IMF ve Dünya Bankası İstanbul’daki yıllık toplantısı kapsamında gerçekleştirilecek seminer ve konferanslara çalışanları temsil eden örgütler de davet edildi.
Davet yazısında, 3-5 Ekim tarihlerinde gerçekleştirilecek seminer programında güncel ekonomik konuların tartışılacağı 15 oturum düzenleneceği belirtildi.

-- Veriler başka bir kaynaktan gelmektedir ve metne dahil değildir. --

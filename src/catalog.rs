//! The capability catalog: which source formats convert to which targets.
//!
//! The catalog is populated once per run from the capability endpoint and is
//! read-only afterwards. It turns the raw map into something a front end can
//! draw: a filtered list of [`ToolCard`]s, a "no results" placeholder that
//! echoes the query, or a load error shown in place of the grid.
//!
//! ## Search policy
//!
//! Matching is a case-insensitive substring test against display names
//! (`.pdf` is shown and matched as `PDF`). A leading `.` in the query is
//! ignored. When the query matches the *source*, every target is listed;
//! when it only matches some *targets*, only those targets are listed. A
//! source left with no listed targets is dropped, which also hides sources
//! the server declared with an empty target list.

use crate::backend::ConversionBackend;
use crate::error::BridgeError;
use crate::format::{self, FormatId};
use crate::session::ConversionSelection;
use indexmap::IndexMap;
use serde::Serialize;
use serde_json::Value;
use std::fmt;
use std::path::Path;
use tracing::{debug, info, warn};

/// Message rendered in place of the grid when loading failed.
pub const LOAD_ERROR_MESSAGE: &str = "Failed to load tools. Please refresh.";

/// Supported conversions, in the order the server declared them.
#[derive(Debug, Clone, Default, PartialEq, Eq, Serialize)]
#[serde(transparent)]
pub struct CapabilityMap(IndexMap<FormatId, Vec<FormatId>>);

impl CapabilityMap {
    /// Parse a capability payload.
    ///
    /// Accepts both `{".pdf": [".docx"]}` and `{"conversions": {".pdf": [".docx"]}}`.
    pub fn from_json_slice(body: &[u8]) -> Result<Self, BridgeError> {
        let value: Value =
            serde_json::from_slice(body).map_err(|e| BridgeError::CapabilityPayload {
                detail: format!("not JSON: {e}"),
            })?;
        Self::from_value(value)
    }

    pub fn from_value(value: Value) -> Result<Self, BridgeError> {
        let Value::Object(mut root) = value else {
            return Err(BridgeError::CapabilityPayload {
                detail: "expected a JSON object".into(),
            });
        };

        let entries = match root.remove("conversions") {
            Some(Value::Object(nested)) => {
                debug!("Capability map nested under 'conversions'");
                nested
            }
            Some(other) => {
                return Err(BridgeError::CapabilityPayload {
                    detail: format!("'conversions' must be an object, got {}", kind(&other)),
                })
            }
            None => root,
        };

        let mut map: IndexMap<FormatId, Vec<FormatId>> = IndexMap::with_capacity(entries.len());
        for (source, targets) in entries {
            let items = match targets {
                Value::Array(items) => items,
                other => {
                    return Err(BridgeError::CapabilityPayload {
                        detail: format!(
                            "targets for '{source}' must be an array, got {}",
                            kind(&other)
                        ),
                    })
                }
            };
            let slot = map.entry(FormatId::new(&source)).or_default();
            for item in items {
                let target = match item {
                    Value::String(target) => FormatId::new(target),
                    other => {
                        return Err(BridgeError::CapabilityPayload {
                            detail: format!("target of '{source}' is not a string: {other}"),
                        })
                    }
                };
                if !slot.contains(&target) {
                    slot.push(target);
                }
            }
        }
        Ok(CapabilityMap(map))
    }

    pub fn len(&self) -> usize {
        self.0.len()
    }

    pub fn is_empty(&self) -> bool {
        self.0.is_empty()
    }

    pub fn targets_for(&self, source: &FormatId) -> Option<&[FormatId]> {
        self.0.get(source).map(Vec::as_slice)
    }

    pub fn supports(&self, source: &FormatId, target: &FormatId) -> bool {
        self.targets_for(source)
            .is_some_and(|targets| targets.contains(target))
    }

    /// The source identifier as the server declared it.
    pub fn declared_source(&self, source: &FormatId) -> Option<&FormatId> {
        self.0.get_key_value(source).map(|(k, _)| k)
    }

    pub fn iter(&self) -> impl Iterator<Item = (&FormatId, &[FormatId])> {
        self.0.iter().map(|(s, t)| (s, t.as_slice()))
    }
}

impl<S: Into<FormatId>, T: Into<FormatId>> FromIterator<(S, Vec<T>)> for CapabilityMap {
    fn from_iter<I: IntoIterator<Item = (S, Vec<T>)>>(iter: I) -> Self {
        CapabilityMap(
            iter.into_iter()
                .map(|(s, ts)| (s.into(), ts.into_iter().map(Into::into).collect()))
                .collect(),
        )
    }
}

fn kind(v: &Value) -> &'static str {
    match v {
        Value::Null => "null",
        Value::Bool(_) => "a boolean",
        Value::Number(_) => "a number",
        Value::String(_) => "a string",
        Value::Array(_) => "an array",
        Value::Object(_) => "an object",
    }
}

/// One row of a search result.
#[derive(Debug, Clone, PartialEq, Eq, Serialize)]
pub struct CatalogEntry {
    pub source: FormatId,
    pub targets: Vec<FormatId>,
}

#[derive(Debug, Clone, PartialEq, Eq)]
enum CatalogState {
    Unloaded,
    Ready(CapabilityMap),
    Failed(String),
}

/// Holds the capability map for the lifetime of the client.
#[derive(Debug, Clone)]
pub struct CapabilityCatalog {
    state: CatalogState,
}

impl Default for CapabilityCatalog {
    fn default() -> Self {
        Self::new()
    }
}

impl CapabilityCatalog {
    pub fn new() -> Self {
        Self {
            state: CatalogState::Unloaded,
        }
    }

    /// A catalog that is already populated.
    pub fn with_map(map: CapabilityMap) -> Self {
        Self {
            state: CatalogState::Ready(map),
        }
    }

    /// Fetch and parse the capability map.
    ///
    /// On failure the catalog switches to its error state (rendered as
    /// [`LOAD_ERROR_MESSAGE`]) and the error is returned. There is no retry.
    pub async fn load<B>(&mut self, backend: &B) -> Result<&CapabilityMap, BridgeError>
    where
        B: ConversionBackend + ?Sized,
    {
        let outcome = backend
            .fetch_capabilities()
            .await
            .and_then(|body| CapabilityMap::from_json_slice(&body));

        match outcome {
            Ok(map) => {
                info!("Loaded {} conversion sources", map.len());
                self.state = CatalogState::Ready(map);
                let CatalogState::Ready(map) = &self.state else {
                    unreachable!("state was just set to Ready");
                };
                Ok(map)
            }
            Err(e) => {
                warn!("Capability load failed: {}", e);
                self.state = CatalogState::Failed(e.to_string());
                Err(e)
            }
        }
    }

    pub fn map(&self) -> Option<&CapabilityMap> {
        match &self.state {
            CatalogState::Ready(map) => Some(map),
            _ => None,
        }
    }

    /// The load error, if the last load failed.
    pub fn load_error(&self) -> Option<&str> {
        match &self.state {
            CatalogState::Failed(msg) => Some(msg.as_str()),
            _ => None,
        }
    }

    /// Filter the catalog by `query`. See the module docs for the policy.
    pub fn search(&self, query: &str) -> Vec<CatalogEntry> {
        let Some(map) = self.map() else {
            return Vec::new();
        };
        let needle = normalise_query(query);

        map.iter()
            .filter_map(|(source, targets)| {
                let listed: Vec<FormatId> = if source.display_contains(&needle) {
                    targets.to_vec()
                } else {
                    targets
                        .iter()
                        .filter(|t| t.display_contains(&needle))
                        .cloned()
                        .collect()
                };
                (!listed.is_empty()).then(|| CatalogEntry {
                    source: source.clone(),
                    targets: listed,
                })
            })
            .collect()
    }

    /// Produce the view for `query`: cards, a no-results placeholder, or
    /// the load error.
    pub fn render(&self, query: &str) -> CatalogView {
        match &self.state {
            CatalogState::Unloaded => CatalogView::Loading,
            CatalogState::Failed(_) => CatalogView::LoadError {
                message: LOAD_ERROR_MESSAGE.to_string(),
            },
            CatalogState::Ready(_) => {
                let cards: Vec<ToolCard> =
                    self.search(query).into_iter().map(ToolCard::from).collect();
                if cards.is_empty() {
                    CatalogView::NoResults {
                        query: query.to_string(),
                    }
                } else {
                    CatalogView::Cards(cards)
                }
            }
        }
    }

    /// Source format for a local file, if the service converts from it.
    pub fn source_for_path(&self, path: impl AsRef<Path>) -> Result<FormatId, BridgeError> {
        let path = path.as_ref();
        let source = FormatId::from_path(path).ok_or_else(|| BridgeError::UnsupportedSource {
            source_format: path.display().to_string(),
        })?;
        self.map()
            .and_then(|map| map.declared_source(&source))
            .cloned()
            .ok_or_else(|| BridgeError::UnsupportedSource {
                source_format: source.to_string(),
            })
    }

    /// Validate a pair against the catalog and build the selection for it.
    ///
    /// The selection carries the identifiers as the server spelled them,
    /// whatever spelling the caller used.
    pub fn select(
        &self,
        source: &FormatId,
        target: &FormatId,
    ) -> Result<ConversionSelection, BridgeError> {
        let (declared_source, targets) = self
            .map()
            .and_then(|m| m.0.get_key_value(source))
            .ok_or_else(|| BridgeError::UnsupportedSource {
                source_format: source.to_string(),
            })?;
        let Some(declared_target) = targets.iter().find(|t| *t == target) else {
            return Err(BridgeError::UnsupportedTarget {
                source_format: source.to_string(),
                target: target.to_string(),
                supported: format::join(targets),
            });
        };
        Ok(ConversionSelection::new(
            declared_source.clone(),
            declared_target.clone(),
        ))
    }
}

/// Trim and lower-case; a leading `.` is dropped only when an extension
/// follows it, so a lone `.` matches nothing.
fn normalise_query(query: &str) -> String {
    let q = query.trim();
    match q.strip_prefix('.') {
        Some(rest) if !rest.is_empty() => rest.to_lowercase(),
        _ => q.to_lowercase(),
    }
}

// ── View ─────────────────────────────────────────────────────────────────

/// What the catalog area of the screen shows.
#[derive(Debug, Clone, PartialEq, Eq)]
pub enum CatalogView {
    /// Capabilities have not been fetched yet.
    Loading,
    /// One card per matching source.
    Cards(Vec<ToolCard>),
    /// Nothing matched; echoes the literal query.
    NoResults { query: String },
    /// The capability load failed.
    LoadError { message: String },
}

/// A selectable card: one source format and a button per target.
#[derive(Debug, Clone, PartialEq, Eq, Serialize)]
pub struct ToolCard {
    pub source: FormatId,
    pub title: String,
    pub buttons: Vec<TargetButton>,
}

#[derive(Debug, Clone, PartialEq, Eq, Serialize)]
pub struct TargetButton {
    pub source: FormatId,
    pub target: FormatId,
    pub label: String,
}

impl TargetButton {
    /// The selection produced by clicking this button.
    pub fn select(&self) -> ConversionSelection {
        ConversionSelection::new(self.source.clone(), self.target.clone())
    }
}

impl From<CatalogEntry> for ToolCard {
    fn from(entry: CatalogEntry) -> Self {
        let buttons = entry
            .targets
            .iter()
            .map(|t| TargetButton {
                source: entry.source.clone(),
                target: t.clone(),
                label: format!("to {}", t.display_name()),
            })
            .collect();
        ToolCard {
            title: format!("{} Converter", entry.source.display_name()),
            source: entry.source,
            buttons,
        }
    }
}

impl fmt::Display for ToolCard {
    fn fmt(&self, f: &mut fmt::Formatter<'_>) -> fmt::Result {
        let labels: Vec<&str> = self.buttons.iter().map(|b| b.label.as_str()).collect();
        write!(f, "{:<16} {}", self.title, labels.join("  "))
    }
}

impl fmt::Display for CatalogView {
    fn fmt(&self, f: &mut fmt::Formatter<'_>) -> fmt::Result {
        match self {
            CatalogView::Loading => write!(f, "Loading tools…"),
            CatalogView::Cards(cards) => {
                for (i, card) in cards.iter().enumerate() {
                    if i > 0 {
                        writeln!(f)?;
                    }
                    write!(f, "{card}")?;
                }
                Ok(())
            }
            CatalogView::NoResults { query } => {
                write!(f, "No tools found matching \"{query}\"")
            }
            CatalogView::LoadError { message } => write!(f, "{message}"),
        }
    }
}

Programın ilk gününde küresel krizin dünya ekonomilerine yansımalarının, ikinci gününde Türkiye’ye ilişkin ve bölgesel konuların, üçüncü gününde ise kriz sonrası durumun tartışılacağı ifade edilen yazıda, programa, IMF ve Dünya Bankası üyesi 185 ülkenin resmi delegasyonlarının yanı sıra özel sektörden, sivil toplu örgütlerinden, basından, ulusal ve uluslararası kuruluşlardan temsilciler ile akademisyenlerin davet edildiği bildirildi.
Türk-İş Genel Başkanı Mustafa Kumlu, IMF ve Dünya Bankasının savunduğu ve empoze ettiği politikaların emeğiyle geçinenlerin, dar ve sabit gelirlilerin aleyhine olduğunu belirtti.
Bu kuruluşların Türkiye’de özellikle özelleştirmeler, ücretlerin düşük tutulması, bölgesel asgari ücret gibi emek karşıtı talep ve önerilerle bilindiğini ifade eden Kumlu, emeğe bakışını sorunlu buldukları için davetlerine katılmama kararı aldıklarını bildirdi.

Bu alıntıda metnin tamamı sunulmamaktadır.